Sunday, May 18, 2008

Leadership

May 18, 2008


A number of opportunities have converged in a way that has me thinking about leadership. I have been teaching a contextual education course at Candler that is about preparing students for parish and other pastoral ministries. The assumption of the course has been that we are preparing students for leadership in a church environment that is very different from that of twenty years ago for example. We want them adept in and rooted theologically as a basis for managing their own sense of self through times of trial. One resource has been Edwin Friedman’s Leadership in the Age of the Quick Fix.

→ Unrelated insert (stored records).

//! The artifact generator: renders a promoted pattern into a stored template.

use ratchet_core::{
  artifact::{
    AUTOMATED_CATEGORY, ArtifactTemplate, GeneratedTool, NewGeneratedTool,
    TemplateStep,
  },
  knowledge::{EntryType, NewKnowledgeEntry},
  pattern::{LearnedPattern, Suggestion},
  store::LearningStore,
};
use serde_json::json;
use sha2::{Digest, Sha256};

use crate::{Error, Result};

pub struct ArtifactGenerator<'a, S> {
  store: &'a S,
}

impl<'a, S: LearningStore> ArtifactGenerator<'a, S> {
  pub fn new(store: &'a S) -> Self { Self { store } }

  /// Generate, persist and link the artifact for `pattern`.
  ///
  /// Returns `None` when the pattern already has an artifact, carries no
  /// suggestion, or another pass linked one first. In the last case the
  /// artifact inserted here is deactivated again so the pattern keeps
  /// exactly one.
  pub async fn generate(&self, pattern: &LearnedPattern) -> Result<Option<GeneratedTool>> {
    if pattern.tool_id.is_some() {
      return Ok(None);
    }
    let Some(suggestion) = &pattern.suggestion else {
      tracing::warn!(signature = %pattern.signature, "pattern has no suggestion; nothing to generate");
      return Ok(None);
    };

    let name = artifact_name(suggestion.name(), &pattern.signature);
    let tool = self
      .store
      .insert_artifact(NewGeneratedTool {
        tool_name:         name.clone(),
        category:          AUTOMATED_CATEGORY.to_owned(),
        source_pattern_id: Some(pattern.id),
        template:          render(&name, suggestion),
        config:            serde_json::to_value(suggestion)?,
      })
      .await
      .map_err(Error::store)?;

    if !self
      .store
      .link_artifact(pattern.id, tool.id)
      .await
      .map_err(Error::store)?
    {
      tracing::warn!(
        signature = %pattern.signature,
        tool = %tool.tool_name,
        "pattern was linked concurrently; retiring duplicate artifact"
      );
      self.store.deactivate_artifact(tool.id).await.map_err(Error::store)?;
      return Ok(None);
    }

    self
      .store
      .record_knowledge(
        NewKnowledgeEntry::new(
          EntryType::Documentation,
          format!("Generated artifact {name}"),
          json!({
            "tool_id":     tool.id,
            "tool_name":   name,
            "pattern_id":  pattern.id,
            "signature":   pattern.signature,
            "kind":        pattern.kind,
            "occurrences": pattern.occurrences,
            "confidence":  pattern.confidence,
          }),
        )
        .tagged(["artifact", "auto_generated", pattern.kind.as_str()]),
      )
      .await
      .map_err(Error::store)?;

    tracing::info!(
      tool = %tool.tool_name,
      occurrences = pattern.occurrences,
      confidence = pattern.confidence,
      "generated artifact"
    );
    Ok(Some(tool))
  }
}

/// `<suggestion name>_<first 8 hex digits of sha256(signature)>`.
pub fn artifact_name(base: &str, signature: &str) -> String {
  let digest = Sha256::digest(signature.as_bytes());
  format!("{base}_{}", hex::encode(&digest[..4]))
}

fn render(name: &str, suggestion: &Suggestion) -> ArtifactTemplate {
  match suggestion {
    Suggestion::Sequence { description, steps, .. } => ArtifactTemplate::Sequence {
      name:        name.to_owned(),
      description: description.clone(),
      steps:       steps
        .iter()
        .map(|s| TemplateStep {
          tool_name:  s.tool_name.clone(),
          parameters: s.parameters.clone(),
        })
        .collect(),
    },
    Suggestion::ParameterPreset { description, base_tool, preset, .. } => {
      ArtifactTemplate::Preset {
        name:        name.to_owned(),
        description: description.clone(),
        base_tool:   base_tool.clone(),
        preset:      preset.clone(),
      }
    }
  }
}

#[cfg(test)]
mod tests {
  use super::*;

  #[test]
  fn artifact_name_is_stable_and_distinct() {
    let a = artifact_name("read_write_workflow", "read:{}->write:{}");
    assert_eq!(a, artifact_name("read_write_workflow", "read:{}->write:{}"));
    assert_ne!(a, artifact_name("read_write_workflow", "read:{x=1}->write:{}"));

    let suffix = a.rsplit('_').next().unwrap();
    assert_eq!(suffix.len(), 8);
    assert!(suffix.chars().all(|c| c.is_ascii_hexdigit()));
  }
}
//! Handler for `GET /knowledge`, the audit trail.

use axum::{
  Json,
  extract::{Query, State},
};
use ratchet_core::{
  knowledge::{EntryType, KnowledgeEntry},
  store::LearningStore,
};
use serde::Deserialize;

use crate::{ApiState, error::ApiError};

const DEFAULT_LIMIT: usize = 50;
const MAX_LIMIT: usize = 500;

#[derive(Debug, Deserialize, Default)]
pub struct ListParams {
  pub entry_type: Option<EntryType>,
  pub limit:      Option<usize>,
}

/// `GET /knowledge[?entry_type=...][&limit=...]`, newest first.
pub async fn list<S: LearningStore>(
  State(state): State<ApiState<S>>,
  Query(params): Query<ListParams>,
) -> Result<Json<Vec<KnowledgeEntry>>, ApiError> {
  let limit = params.limit.unwrap_or(DEFAULT_LIMIT).min(MAX_LIMIT);
  let entries = state
    .engine
    .store()
    .list_knowledge(params.entry_type, limit)
    .await
    .map_err(ApiError::store)?;
  Ok(Json(entries))
}
/// The client with the most applications of `rule_id` since `since`.
fn top_client(
  conn: &rusqlite::Connection,
  rule_id: &str,
  since: &str,
) -> rusqlite::Result<Option<String>> {
  conn
    .query_row(
      "SELECT client_name FROM rule_applications
       WHERE rule_id = ?1 AND applied_at >= ?2 AND client_name IS NOT NULL
       GROUP BY client_name
       ORDER BY COUNT(*) DESC, client_name
       LIMIT 1",
      rusqlite::params![rule_id, since],
      |r| r.get(0),
    )
    .optional()
}

fn sql_count(n: usize) -> i64 { i64::try_from(n).unwrap_or(i64::MAX) }

fn sql_u64(n: Option<u64>) -> Option<i64> {
  n.map(|v| i64::try_from(v).unwrap_or(i64::MAX))
}
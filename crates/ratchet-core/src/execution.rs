//! Tool executions: the raw evidence the pattern miner reads.
//!
//! Rows are written by the execution pipeline: created when an invocation
//! starts and completed exactly once when it ends. The learning core only
//! reads them.

use std::collections::BTreeMap;

use chrono::{DateTime, Utc};
use serde::{Deserialize, Serialize};
use uuid::Uuid;

/// An order-irrelevant key/value parameter bag.
pub type Params = BTreeMap<String, serde_json::Value>;

/// One recorded tool invocation.
#[derive(Debug, Clone, Serialize, Deserialize)]
pub struct ToolExecution {
  pub id:                Uuid,
  pub tool_name:         String,
  pub parameters:        Params,
  pub result:            Option<serde_json::Value>,
  pub success:           bool,
  pub error_message:     Option<String>,
  pub execution_time_ms: Option<u64>,
  pub session_id:        Option<String>,
  /// Server-assigned; the miner orders executions by this column.
  pub created_at:        DateTime<Utc>,
  /// `None` while the invocation is still running.
  pub completed_at:      Option<DateTime<Utc>>,
}

impl ToolExecution {
  pub fn is_completed(&self) -> bool { self.completed_at.is_some() }
}

/// Input to [`crate::store::LearningStore::record_execution`].
#[derive(Debug, Clone, Serialize, Deserialize)]
pub struct NewToolExecution {
  pub tool_name:  String,
  #[serde(default)]
  pub parameters: Params,
  pub session_id: Option<String>,
}

impl NewToolExecution {
  pub fn new(tool_name: impl Into<String>, parameters: Params) -> Self {
    Self { tool_name: tool_name.into(), parameters, session_id: None }
  }

  pub fn in_session(mut self, session_id: impl Into<String>) -> Self {
    self.session_id = Some(session_id.into());
    self
  }
}

/// How an invocation ended. Applied once by
/// [`crate::store::LearningStore::complete_execution`].
#[derive(Debug, Clone, Default, Serialize, Deserialize)]
pub struct ExecutionOutcome {
  pub success:           bool,
  pub result:            Option<serde_json::Value>,
  pub error_message:     Option<String>,
  pub execution_time_ms: Option<u64>,
}

impl ExecutionOutcome {
  pub fn succeeded(result: Option<serde_json::Value>) -> Self {
    Self { success: true, result, ..Self::default() }
  }

  pub fn failed(error: impl Into<String>) -> Self {
    Self { success: false, error_message: Some(error.into()), ..Self::default() }
  }
}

A second reason I find myself thinking about leadership is that I am chairing a ‘taskforce on leadership’ in the diocese at the request of our Bishop. He is concerned about the development of leadership capacity in current clergy, the ability to measure and/or predict leadership capacity in those offering themselves for the discernment process that sometimes leads to ordination, and the development of leaders among the laity not only for parish offices, but for diocesan and national work. We are not very far along in this task but are already going back and forth between those seeking a working definition of leadership and those wanting to define desired outcomes and allow those to shape our task.

Finally, I serve on the National Advisory Council of the Berkeley Divinity School at Yale. The Dean and faculty are attempting to add specific and defined elements of leadership development into the Anglican Studies curriculum and are pulling together a group to help them sort out how to do that.

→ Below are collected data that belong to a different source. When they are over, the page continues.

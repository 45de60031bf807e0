//! The propagation cycle: promotion, learning from feedback, deactivation,
//! confidence nudges and the audit entry, in that order.
//!
//! Every step is a set of independent conditional writes, so a cycle that
//! dies halfway can simply be run again: promotion evidence is counted from
//! the rule's last scope change, consumed feedback is remembered, and
//! deactivation is terminal.

use std::time::Instant;

use chrono::{DateTime, Utc};
use ratchet_core::{
  Scope,
  config::PropagationConfig,
  knowledge::{EntryType, NewKnowledgeEntry},
  rule::{
    ApplicationStats, NewValidationRule, RuleApplication, RuleEvidence,
    ValidationRule,
  },
  store::LearningStore,
};
use regex::Regex;
use serde::Serialize;
use serde_json::json;

use crate::{EPSILON, Error, Result, rulebook::RuleBook};

/// Feedback phrase that triggers narrowing of the offending rule.
const FALSE_POSITIVE_MARKER: &str = "false positive";
/// Feedback phrase that triggers learning a new rule from the context.
const MISSING_PATTERN_MARKER: &str = "missing pattern";

/// Prefix applied by the second refinement rung.
const LINE_ANCHOR: &str = r"(?m)^\s*";

#[derive(Debug, Clone, PartialEq, Serialize)]
pub struct Promotion {
  pub rule_id:       String,
  pub from:          Scope,
  pub to:            Scope,
  pub effectiveness: f64,
  pub success_rate:  f64,
}

#[derive(Debug, Clone, PartialEq, Serialize)]
pub struct Deactivation {
  pub rule_id: String,
  pub reason:  String,
}

/// Outcome of one [`PropagationCycle::run`].
#[derive(Debug, Clone, Default, PartialEq, Serialize)]
pub struct CycleReport {
  pub promoted:    Vec<Promotion>,
  /// Rules narrowed (or, once narrowing is exhausted, down-weighted) in
  /// response to false-positive feedback.
  pub refined:     Vec<String>,
  /// Rules created from missing-pattern feedback.
  pub learned:     Vec<String>,
  pub deactivated: Vec<Deactivation>,
  pub boosted:     usize,
  pub decayed:     usize,
  pub duration_ms: u64,
}

pub struct PropagationCycle<'a, S> {
  store:  &'a S,
  config: &'a PropagationConfig,
}

impl<'a, S: LearningStore> PropagationCycle<'a, S> {
  pub fn new(store: &'a S, config: &'a PropagationConfig) -> Self { Self { store, config } }

  /// Run one complete cycle as of `now`.
  ///
  /// On failure an `error` knowledge entry is written and the error is
  /// returned; whatever the completed steps changed stays changed.
  pub async fn run(&self, now: DateTime<Utc>) -> Result<CycleReport> {
    let started = Instant::now();
    let mut report = CycleReport::default();

    if let Err(e) = self.run_steps(now, &mut report).await {
      tracing::error!(error = %e, "propagation cycle failed");
      let entry = NewKnowledgeEntry::new(
        EntryType::Error,
        "Propagation cycle failed",
        json!({
          "error":       e.to_string(),
          "promoted":    report.promoted.len(),
          "deactivated": report.deactivated.len(),
          "learned":     report.learned.len(),
        }),
      )
      .tagged(["propagation", "failure"]);
      if let Err(audit) = self.store.record_knowledge(entry).await {
        tracing::warn!(error = %audit, "could not record cycle failure");
      }
      return Err(e);
    }

    report.duration_ms = u64::try_from(started.elapsed().as_millis()).unwrap_or(u64::MAX);
    self
      .store
      .record_knowledge(
        NewKnowledgeEntry::new(
          EntryType::SystemActivity,
          "Propagation cycle completed",
          json!({
            "promoted":    report.promoted.len(),
            "deactivated": report.deactivated.len(),
            "learned":     report.learned.len(),
            "refined":     report.refined.len(),
            "boosted":     report.boosted,
            "decayed":     report.decayed,
            "duration_ms": report.duration_ms,
          }),
        )
        .tagged(["propagation"]),
      )
      .await
      .map_err(Error::store)?;

    tracing::info!(
      promoted = report.promoted.len(),
      deactivated = report.deactivated.len(),
      learned = report.learned.len(),
      refined = report.refined.len(),
      duration_ms = report.duration_ms,
      "propagation cycle completed"
    );
    Ok(report)
  }

  async fn run_steps(&self, now: DateTime<Utc>, report: &mut CycleReport) -> Result<()> {
    self.promote(now, report).await?;
    self.learn_from_failures(now, report).await?;
    self.deactivate(now, report).await?;
    self.adjust_confidence(report).await?;
    Ok(())
  }

  // ─── 1. Promotion ──────────────────────────────────────────────────────────

  async fn promote(&self, now: DateTime<Utc>, report: &mut CycleReport) -> Result<()> {
    let candidates = self
      .store
      .promotion_candidates(now - self.config.promotion_window(), self.config.min_applications)
      .await
      .map_err(Error::store)?;

    for evidence in candidates {
      if !self.is_promotable(&evidence) {
        continue;
      }
      let RuleEvidence { rule, stats } = evidence;
      let to = rule.scope.widen();
      if to == rule.scope {
        continue;
      }

      let adopted_client = if rule.scope == Scope::Project && rule.client_name.is_none() {
        let Some(top) = stats.top_client.clone() else {
          tracing::debug!(rule_id = %rule.rule_id, "no client evidence; project rule stays put");
          continue;
        };
        Some(top)
      } else {
        None
      };

      let promoted = self
        .store
        .promote_rule(&rule.rule_id, rule.scope, to, adopted_client.clone(), now)
        .await
        .map_err(Error::store)?;
      if !promoted {
        continue;
      }

      let promotion = Promotion {
        rule_id:       rule.rule_id.clone(),
        from:          rule.scope,
        to,
        effectiveness: rule.effectiveness_score,
        success_rate:  stats.success_rate(),
      };
      self
        .store
        .record_knowledge(
          NewKnowledgeEntry::new(
            EntryType::RulePromotion,
            format!("Promoted {} from {} to {}", rule.rule_id, rule.scope, to),
            json!({
              "rule_id":             rule.rule_id,
              "from":                rule.scope,
              "to":                  to,
              "effectiveness":       rule.effectiveness_score,
              "success_rate":        stats.success_rate(),
              "false_positive_rate": stats.false_positive_rate(),
              "applications":        stats.applications,
              "distinct_projects":   stats.distinct_projects,
              "distinct_clients":    stats.distinct_clients,
              "avg_execution_ms":    stats.avg_execution_ms(),
              "client_name":         adopted_client.or_else(|| rule.client_name.clone()),
            }),
          )
          .tagged(["promotion", to.as_str()]),
        )
        .await
        .map_err(Error::store)?;

      tracing::info!(rule_id = %promotion.rule_id, from = %promotion.from, to = %promotion.to, "promoted rule");
      report.promoted.push(promotion);
    }
    Ok(())
  }

  fn is_promotable(&self, evidence: &RuleEvidence) -> bool {
    let RuleEvidence { rule, stats } = evidence;
    let cfg = self.config;

    let min_projects = match rule.scope {
      Scope::Project => cfg.min_projects_from_project,
      _ => cfg.min_projects_from_wider,
    };
    let enough_clients =
      rule.scope != Scope::Client || stats.distinct_clients >= cfg.min_clients_from_client;

    stats.success_rate() + EPSILON >= cfg.min_success_rate
      && stats.false_positive_rate() <= cfg.max_false_positive_rate + EPSILON
      && rule.effectiveness_score + EPSILON >= cfg.min_effectiveness
      && stats.distinct_projects >= min_projects
      && enough_clients
  }

  // ─── 2. Learning from failures ─────────────────────────────────────────────

  async fn learn_from_failures(&self, now: DateTime<Utc>, report: &mut CycleReport) -> Result<()> {
    let pending = self
      .store
      .pending_feedback(now - self.config.failure_window())
      .await
      .map_err(Error::store)?;

    for application in pending {
      // Consumed even when learning from it fails.
      if let Err(e) = self.learn_from(&application, report).await {
        tracing::warn!(
          application = %application.id,
          rule_id = %application.rule_id,
          error = %e,
          "could not learn from feedback; skipping it"
        );
      }

      self
        .store
        .mark_feedback_processed(application.id)
        .await
        .map_err(Error::store)?;
    }
    Ok(())
  }

  async fn learn_from(&self, application: &RuleApplication, report: &mut CycleReport) -> Result<()> {
    let feedback = application.feedback.as_deref().unwrap_or_default().to_lowercase();
    let rule = self.store.get_rule(&application.rule_id).await.map_err(Error::store)?;
    let Some(rule) = rule.filter(|r| r.is_active) else {
      return Ok(());
    };

    if feedback.contains(FALSE_POSITIVE_MARKER) {
      self.refine(&rule).await?;
      report.refined.push(rule.rule_id.clone());
    }
    if feedback.contains(MISSING_PATTERN_MARKER)
      && let Some(learned) = self.learn_rule(&rule, application).await?
    {
      report.learned.push(learned.rule_id);
    }
    Ok(())
  }

  /// Narrow the rule's pattern by one rung, or lower its confidence once
  /// the ladder is exhausted.
  async fn refine(&self, rule: &ValidationRule) -> Result<()> {
    match refine_pattern(&rule.pattern) {
      Some(pattern) => {
        tracing::info!(rule_id = %rule.rule_id, %pattern, "narrowed rule pattern");
        self
          .store
          .update_rule_pattern(&rule.rule_id, pattern, rule.confidence)
          .await
          .map_err(Error::store)?;
      }
      None => {
        let confidence =
          (rule.confidence - self.config.confidence_step).max(self.config.min_confidence);
        tracing::info!(rule_id = %rule.rule_id, confidence, "pattern cannot narrow further; lowered confidence");
        self
          .store
          .set_rule_confidence(&rule.rule_id, confidence)
          .await
          .map_err(Error::store)?;
      }
    }
    Ok(())
  }

  /// Seed a project-scope rule from the offending input.
  async fn learn_rule(
    &self,
    parent: &ValidationRule,
    application: &RuleApplication,
  ) -> Result<Option<ValidationRule>> {
    let Some(context) = present(application.context.as_deref()) else {
      tracing::debug!(application = %application.id, "missing-pattern feedback without context");
      return Ok(None);
    };
    let Some(project) = present(application.project_path.as_deref())
      .or_else(|| present(parent.project_path.as_deref()))
    else {
      tracing::debug!(application = %application.id, "missing-pattern feedback without a project");
      return Ok(None);
    };

    let input = NewValidationRule {
      rule_id:      None,
      scope:        Scope::Project,
      category:     parent.category.clone(),
      priority:     parent.priority,
      technology:   parent.technology.clone(),
      pattern:      regex::escape(context),
      message:      format!("Learned from feedback on {}", parent.rule_id),
      suggestion:   application.feedback.clone(),
      auto_fix:     None,
      client_name:  present(application.client_name.as_deref())
        .or_else(|| present(parent.client_name.as_deref()))
        .map(str::to_owned),
      project_path: Some(project.to_owned()),
      confidence:   0.5,
      learned_from: Some(format!("feedback:{}", application.id)),
    };
    let rule = RuleBook::new(self.store).create_rule(input).await?;
    Ok(Some(rule))
  }

  // ─── 3. Deactivation ───────────────────────────────────────────────────────

  async fn deactivate(&self, now: DateTime<Utc>, report: &mut CycleReport) -> Result<()> {
    let candidates = self
      .store
      .deactivation_candidates(
        now - self.config.deactivation_window(),
        self.config.deactivation_min_applications,
      )
      .await
      .map_err(Error::store)?;

    for RuleEvidence { rule, stats } in candidates {
      let Some(reason) = self.deactivation_reason(&rule, &stats) else {
        continue;
      };
      if !self
        .store
        .deactivate_rule(&rule.rule_id)
        .await
        .map_err(Error::store)?
      {
        continue;
      }

      self
        .store
        .record_knowledge(
          NewKnowledgeEntry::new(
            EntryType::SystemActivity,
            format!("Deactivated {}", rule.rule_id),
            json!({
              "rule_id":             rule.rule_id,
              "scope":               rule.scope,
              "reason":              reason,
              "effectiveness":       rule.effectiveness_score,
              "success_rate":        stats.success_rate(),
              "false_positive_rate": stats.false_positive_rate(),
              "applications":        stats.applications,
            }),
          )
          .tagged(["deactivation"]),
        )
        .await
        .map_err(Error::store)?;

      tracing::info!(rule_id = %rule.rule_id, %reason, "deactivated rule");
      report.deactivated.push(Deactivation { rule_id: rule.rule_id, reason });
    }
    Ok(())
  }

  fn deactivation_reason(
    &self,
    rule: &ValidationRule,
    stats: &ApplicationStats,
  ) -> Option<String> {
    let cfg = self.config;
    if rule.effectiveness_score < cfg.deactivate_below_effectiveness {
      Some(format!(
        "effectiveness {:.2} below {}",
        rule.effectiveness_score, cfg.deactivate_below_effectiveness
      ))
    } else if stats.success_rate() < cfg.deactivate_below_success_rate
      && stats.applications > cfg.success_rate_min_applications
    {
      Some(format!(
        "success rate {:.2} below {}",
        stats.success_rate(),
        cfg.deactivate_below_success_rate
      ))
    } else if stats.false_positive_rate() > cfg.deactivate_above_false_positive {
      Some(format!(
        "false-positive rate {:.2} above {}",
        stats.false_positive_rate(),
        cfg.deactivate_above_false_positive
      ))
    } else {
      None
    }
  }

  // ─── 4. Confidence ─────────────────────────────────────────────────────────

  async fn adjust_confidence(&self, report: &mut CycleReport) -> Result<()> {
    let cfg = self.config;
    let rules = self.store.active_rules().await.map_err(Error::store)?;

    for rule in rules {
      let next = if rule.effectiveness_score > cfg.boost_above_effectiveness {
        (rule.confidence + cfg.confidence_step).min(1.0)
      } else if rule.effectiveness_score < cfg.decay_below_effectiveness {
        (rule.confidence - cfg.confidence_step).max(cfg.min_confidence)
      } else {
        continue;
      };
      if (next - rule.confidence).abs() < EPSILON {
        continue;
      }

      self
        .store
        .set_rule_confidence(&rule.rule_id, next)
        .await
        .map_err(Error::store)?;
      if next > rule.confidence {
        report.boosted += 1;
      } else {
        report.decayed += 1;
      }
    }
    Ok(())
  }
}

/// `value` trimmed, unless that leaves nothing.
fn present(value: Option<&str>) -> Option<&str> {
  value.map(str::trim).filter(|v| !v.is_empty())
}

/// The next rung of the narrowing ladder for `pattern`, or `None` once both
/// rungs are applied.
///
/// 1. `P` becomes `\b(?:P)\b`: whole-word matches only.
/// 2. then `(?m)^\s*` is prefixed: the match must open a line.
pub fn refine_pattern(pattern: &str) -> Option<String> {
  if pattern.starts_with(LINE_ANCHOR) {
    return None;
  }
  let next = if pattern.starts_with(r"\b(?:") && pattern.ends_with(r")\b") {
    format!("{LINE_ANCHOR}{pattern}")
  } else {
    format!(r"\b(?:{pattern})\b")
  };
  Regex::new(&next).is_ok().then_some(next)
}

These are all worthy efforts, but the more I think about leadership, the less easy I find it to know exactly what we are talking about. Leadership seems to be one of those things that is very hard to define, but that we sometimes know it when we see it and other times recognize it only in hindsight. We know that leaders emerge in particular circumstances and that war time leaders have qualities different from those needed in peace time. Some leaders make the transition form war to peace and vice versa with ease while others flounder. We know that there are a variety of ‘leadership styles’ and no one right way of leading. We know that most leadership is relational and that leaders who have been in place for a while can take risks and accomplish things that they could not have done at the beginning of their tenure.

I’m finding it increasingly helpful to think less of leadership per se and more about circles of influence that can apply to just about anyone in just about any circumstance of life. Rabbi Freidman wrote for ‘parents and presidents’ when he wrote of leadership, with the critical issue being the self-differentiation of the leader/person of influence/person invested in healthy change.

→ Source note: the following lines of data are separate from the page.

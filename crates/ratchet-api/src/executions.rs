//! Handlers for `/executions` endpoints.
//!
//! | Method | Path | Notes |
//! |--------|------|-------|
//! | `POST` | `/executions` | Body: [`NewToolExecution`]; returns 201 + the running execution |
//! | `POST` | `/executions/:id/complete` | Body: [`ExecutionOutcome`]; 409 if already completed |

use axum::{
  Json,
  extract::{Path, State},
  http::StatusCode,
  response::IntoResponse,
};
use ratchet_core::{
  execution::{ExecutionOutcome, NewToolExecution, ToolExecution},
  store::LearningStore,
};
use uuid::Uuid;

use crate::{ApiState, error::ApiError};

/// `POST /executions`
pub async fn start<S: LearningStore>(
  State(state): State<ApiState<S>>,
  Json(body): Json<NewToolExecution>,
) -> Result<impl IntoResponse, ApiError> {
  if body.tool_name.trim().is_empty() {
    return Err(ApiError::BadRequest("tool_name must not be empty".into()));
  }
  let execution = state
    .engine
    .store()
    .record_execution(body)
    .await
    .map_err(ApiError::store)?;
  Ok((StatusCode::CREATED, Json(execution)))
}

/// `POST /executions/:id/complete`
pub async fn complete<S: LearningStore>(
  State(state): State<ApiState<S>>,
  Path(id): Path<Uuid>,
  Json(outcome): Json<ExecutionOutcome>,
) -> Result<Json<ToolExecution>, ApiError> {
  let store = state.engine.store();
  let existing = store
    .get_execution(id)
    .await
    .map_err(ApiError::store)?
    .ok_or_else(|| ApiError::NotFound(format!("execution {id} not found")))?;
  if existing.is_completed() {
    return Err(ApiError::Conflict(format!("execution {id} is already completed")));
  }

  let execution = store
    .complete_execution(id, outcome)
    .await
    .map_err(ApiError::store)?;
  if let Some(trigger) = &state.trigger
    && trigger.record_completion()
  {
    tracing::debug!(completed = trigger.completed(), "execution volume reached; waking miner");
  }
  Ok(Json(execution))
}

If you are aware of current literature on leadership that is particularly useful you would be doing me and many others a great service if you would leave a comment with your recommendations on this blog. I’ll keep you posted about how this progresses.

1 comment:

Mark Siegel said...

The best single thing I have ever read on leadership is a little book that is not explicitly about leadership. It is "The Rule of St. Benedict," a volume so old it's new again.

If you filter out Benedict's discussions about the kind of food monks should eat and other matters that aren't relevant to us now, you are left with a (to me) startling discussion of the role of the abbot in the monastery.

The abbot is the community's ultimate authority on all matters. There is no ambiguity about that in the book. But Benedict instructs the abbot to wield his power very carefully and judiciously, to provide appropriate discipline when someone makes a mistake but not do so harshly, to consult with others before making decisions, and much more.

And then there is the matter of credit and blame. The handling of both reveals much about a leader. Based on Benedict's Rule, everything that goes well in the monastery is credited to God. When things go wrong, only the abbot is to blame.

I think there are only a few leaders who would have the courage to accept this kind of burden, that is, all credit goes to my group when good things happen but all blame falls on me when bad things happen. This is the true servant leader.

The Rule of St. Benedict would be most appropriate in any class on leadership.